In the main body of the quiz users rated themselves between a series of bipolar adjective pairs using a slider that ranged from 1 to 100. The user's slider value was also displayed as percentages for each pole which would update when the slider was moved. The screenshot below shows how this looked to the user.

After this the user was asked if they would be willing to rate some characters for research purposes. If they said yes, they were asked to select from a list any fictional universes they knew about.

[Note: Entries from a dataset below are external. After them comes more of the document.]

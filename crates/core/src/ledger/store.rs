//! The ledger store seam.
//!
//! Reports only ever read through [`LedgerStore`]. Backends decide how to
//! persist accounts and entries; they must return posted lines in a stable
//! order: entry date, then entry posting sequence, then line sequence.

use std::collections::BTreeSet;

use async_trait::async_trait;

use neraca_shared::types::AccountId;

use super::account::{Account, AccountType};
use super::entry::PostedLine;
use super::error::StoreError;
use crate::period::DateRange;

/// Read access to accounts and posted journal lines.
#[async_trait]
pub trait LedgerStore: Send + Sync {
    /// Lists accounts matching the filter, ordered by code.
    async fn list_accounts(&self, filter: &AccountFilter) -> Result<Vec<Account>, StoreError>;

    /// Lists lines of posted entries matching the filter, in ledger order.
    async fn list_posted_lines(&self, filter: &LineFilter) -> Result<Vec<PostedLine>, StoreError>;

    /// Fetches one account. `Ok(None)` when it does not exist.
    async fn get_account(&self, id: AccountId) -> Result<Option<Account>, StoreError>;
}

/// Account selection for [`LedgerStore::list_accounts`].
#[derive(Debug, Clone, Default, PartialEq, Eq)]
pub struct AccountFilter {
    /// Restrict to these types. `None` means all types.
    pub types: Option<Vec<AccountType>>,
    /// Only active accounts.
    pub active_only: bool,
}

impl AccountFilter {
    /// All accounts.
    #[must_use]
    pub fn all() -> Self {
        Self::default()
    }

    /// Active accounts of any type.
    #[must_use]
    pub fn active() -> Self {
        Self {
            types: None,
            active_only: true,
        }
    }

    /// Restricts to the given types.
    #[must_use]
    pub fn with_types(mut self, types: impl IntoIterator<Item = AccountType>) -> Self {
        self.types = Some(types.into_iter().collect());
        self
    }

    /// Returns true if the account passes the filter.
    #[must_use]
    pub fn matches(&self, account: &Account) -> bool {
        if self.active_only && !account.is_active {
            return false;
        }
        self.types
            .as_ref()
            .is_none_or(|types| types.contains(&account.account_type))
    }
}

/// Line selection for [`LedgerStore::list_posted_lines`].
///
/// `account_id` and `account_ids` combine with AND when both are set.
#[derive(Debug, Clone, PartialEq, Eq)]
pub struct LineFilter {
    /// Single account.
    pub account_id: Option<AccountId>,
    /// Account set.
    pub account_ids: Option<BTreeSet<AccountId>>,
    /// Entry date window.
    pub range: DateRange,
}

impl LineFilter {
    /// All posted lines in the range.
    #[must_use]
    pub fn all(range: DateRange) -> Self {
        Self {
            account_id: None,
            account_ids: None,
            range,
        }
    }

    /// Lines of one account in the range.
    #[must_use]
    pub fn for_account(account_id: AccountId, range: DateRange) -> Self {
        Self {
            account_id: Some(account_id),
            account_ids: None,
            range,
        }
    }

    /// Lines of any of the accounts in the range.
    #[must_use]
    pub fn for_accounts(
        account_ids: impl IntoIterator<Item = AccountId>,
        range: DateRange,
    ) -> Self {
        Self {
            account_id: None,
            account_ids: Some(account_ids.into_iter().collect()),
            range,
        }
    }

    /// Returns true if the line passes the filter.
    #[must_use]
    pub fn matches(&self, line: &PostedLine) -> bool {
        self.account_id.is_none_or(|id| id == line.account_id)
            && self
                .account_ids
                .as_ref()
                .is_none_or(|ids| ids.contains(&line.account_id))
            && self.range.includes(line.entry_date)
    }
}

#[cfg(test)]
mod tests {
    use super::*;
    use chrono::NaiveDate;
    use neraca_shared::types::{JournalEntryId, JournalLineId};
    use rust_decimal::Decimal;

    fn line(account_id: AccountId, date: NaiveDate) -> PostedLine {
        PostedLine {
            line_id: JournalLineId::new(),
            entry_id: JournalEntryId::new(),
            account_id,
            entry_date: date,
            reference: "JE-1".into(),
            entry_description: "Test".into(),
            line_description: None,
            debit: Decimal::ONE,
            credit: Decimal::ZERO,
        }
    }

    #[test]
    fn test_account_filter() {
        let mut cash = Account::new("1100", "Cash", AccountType::Asset);
        let revenue = Account::new("4000", "Sales", AccountType::Revenue);

        assert!(AccountFilter::all().matches(&cash));
        assert!(AccountFilter::active().with_types([AccountType::Asset]).matches(&cash));
        assert!(!AccountFilter::active().with_types([AccountType::Asset]).matches(&revenue));

        cash.is_active = false;
        assert!(!AccountFilter::active().matches(&cash));
        assert!(AccountFilter::all().matches(&cash));
    }

    #[test]
    fn test_line_filter() {
        let a = AccountId::new();
        let b = AccountId::new();
        let jan_10 = NaiveDate::from_ymd_opt(2024, 1, 10).unwrap();
        let range = DateRange::as_of(jan_10);

        assert!(LineFilter::all(range).matches(&line(a, jan_10)));
        assert!(LineFilter::for_account(a, range).matches(&line(a, jan_10)));
        assert!(!LineFilter::for_account(a, range).matches(&line(b, jan_10)));
        assert!(LineFilter::for_accounts([a, b], range).matches(&line(b, jan_10)));
        assert!(!LineFilter::for_accounts([a], range).matches(&line(b, jan_10)));
        assert!(!LineFilter::all(DateRange::before(jan_10)).matches(&line(a, jan_10)));
    }
}
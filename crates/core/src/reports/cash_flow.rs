//! Cash flow statement assembly (indirect method, simplified).
//!
//! Operating cash flow is net income with no adjustments: depreciation is
//! not added back and working capital changes are ignored. Investing and
//! financing lines come from account code groups. A fixed asset that grows
//! by a debit is cash spent; a loan or share capital that grows by a credit
//! is cash received.

use chrono::NaiveDate;
use rust_decimal::Decimal;

use neraca_shared::types::Materiality;

use super::types::{AccountBalance, CashFlowItem, CashFlowReport, CashFlowSection};
use crate::ledger::{AccountClassifier, CashFlowActivity};

/// Builds the cash flow statement.
///
/// `period_balances` are movements over the period for the accounts to
/// consider; accounts outside the investing and financing groups are ignored.
#[must_use]
pub fn assemble_cash_flow(
    start_date: NaiveDate,
    end_date: NaiveDate,
    net_income: Decimal,
    period_balances: Vec<AccountBalance>,
    classifier: &AccountClassifier,
    materiality: Materiality,
) -> CashFlowReport {
    let mut operating = CashFlowSection::default();
    operating.push(CashFlowItem {
        account_id: None,
        code: None,
        label: "Net income".to_string(),
        amount: net_income,
    });

    let mut investing = CashFlowSection::default();
    let mut financing = CashFlowSection::default();

    for balance in period_balances {
        let Some(activity) = classifier.cash_flow_activity(&balance.code) else {
            continue;
        };
        let amount = balance.normal_side().cash_effect(balance.balance);
        if materiality.is_zero(amount) {
            continue;
        }
        let item = CashFlowItem {
            account_id: Some(balance.account_id),
            code: Some(balance.code),
            label: balance.name,
            amount,
        };
        match activity {
            CashFlowActivity::Investing => investing.push(item),
            CashFlowActivity::Financing => financing.push(item),
        }
    }

    let net_cash_flow = operating.total + investing.total + financing.total;

    CashFlowReport {
        start_date,
        end_date,
        operating,
        investing,
        financing,
        net_cash_flow,
    }
}
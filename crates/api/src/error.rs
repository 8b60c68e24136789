//! JSON error responses.

use axum::{
    Json,
    http::StatusCode,
    response::{IntoResponse, Response},
};
use serde_json::json;
use tracing::error;

use neraca_core::reports::ReportError;
use neraca_shared::AppError;

/// An application error rendered as `{"error": CODE, "message": text}`.
#[derive(Debug)]
pub struct ApiError(pub AppError);

impl From<AppError> for ApiError {
    fn from(err: AppError) -> Self {
        Self(err)
    }
}

impl From<ReportError> for ApiError {
    fn from(err: ReportError) -> Self {
        Self(err.into())
    }
}

impl IntoResponse for ApiError {
    fn into_response(self) -> Response {
        let status = StatusCode::from_u16(self.0.status_code())
            .unwrap_or(StatusCode::INTERNAL_SERVER_ERROR);

        let message = if status.is_server_error() {
            error!(error = %self.0, "Request failed");
            "An internal error occurred".to_string()
        } else {
            self.0.to_string()
        };

        (
            status,
            Json(json!({
                "error": self.0.error_code(),
                "message": message
            })),
        )
            .into_response()
    }
}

Characters from the selected universes were paired together and the user was asked to rate how similar that pair was in terms of their personalities.

Fields

universes_selected / universes_unselected Two lists: one of the universes the user selected indicating that they could answer questions about characters, the other list has the remaining unselected universes. The number of items shown to a user that they could select from varied in size over time.
age_group The user was prompted to enter their age into a text box. They were categorized into the following age groups.
(13-19) = 1
(20-27) = 2
(28-80) = 3
If the age could not be parsed as an integer or was not in one of these ranges, that record is not included.
engNat "Is English your native language?" 1=Yes, 2=No (0=unanswered)
gender "What is your gender?" 1=Male, 2=Female, 3=Other (0=unanswered)
network_country ISO country code of the country where the network the user connected from is, inferred from technical information not asked as a question. Very rarely this data is wrong, but often it is misleading (e.g. tourists - common) or proxied traffic (probably rare). Cross reference with engNat, but still be mindful that e.g. a non-native english speaker connecting from Russia could be a German tourist etc.. Set to "" if less than 100 in dataset.
network_region ISO country code for the next highest subdivision of network_country (in USA this is states). Set to "" if less than 100 in dataset.
occupation "What is your current occupation or way of life (e.g. 'truck driver', 'lawyer', 'student', 'homemaker', 'unemployed', 'travelling', 'imprisoned', etc.)?" capitalized. Entries with less than 100 matching removed.
screen The size of the user's screen. 1 if both dimensions of the screen are larger than 700 pixels (most laptops and desktops), 2 otherwise (most phones)
year Year the user started the test
introelapse Time the user spent on the introduction page in seconds
testelapse Time the user spent on the main body of the self report quiz in seconds
endelapse Time the user spent on the page after the quiz where they were asked if they would volunteer to do the survey
surveyelapse Time the user spent on the optional character rating survey
quiz_items JSON array of arrays. Each element is the answer to a single question in the main self report quiz.
[0] -> the position of that question in the quiz (question order was shuffled for each user).
[1] -> the question ID, sey key for the text of each item
[2] -> the user's response (originally 1 - 100 scale, but rounded to nearest 10 here for privacy protection)
[3] -> time between question load and answer in milliseconds
Answers were not included in the dataset if the answer was a skip, or the answer was done in less than 1000ms. Also, for user protection the last 20% of answers were removed
survey_ratings JSON array of arrays. Each element corresponds to the users reaction to one character pair.
[0] -> first character ID
[1] -> second character ID
[2] -> the user's rating. 1=Extremely similar, 2=Similar, 3=Slightly similar, 4=Slightly different, 5=Different, 6=Extremely different
[3] -> the time in ms the user took to answer
Responses made in less than 1000ms as well as skipped ones removed. Records only retained in dataset if > 1 valid rating.
surveyconfig Which pool of characters the user was asked to rate from. See the pools in /resources/characters_pairsimilarity.php
quiz_form Which set of self report items the user answered, see /resources/quiz_forms.js

The code used to field the survey is in /resources/characters_pairsimilarity.php, it changed over time but this file in generally representative.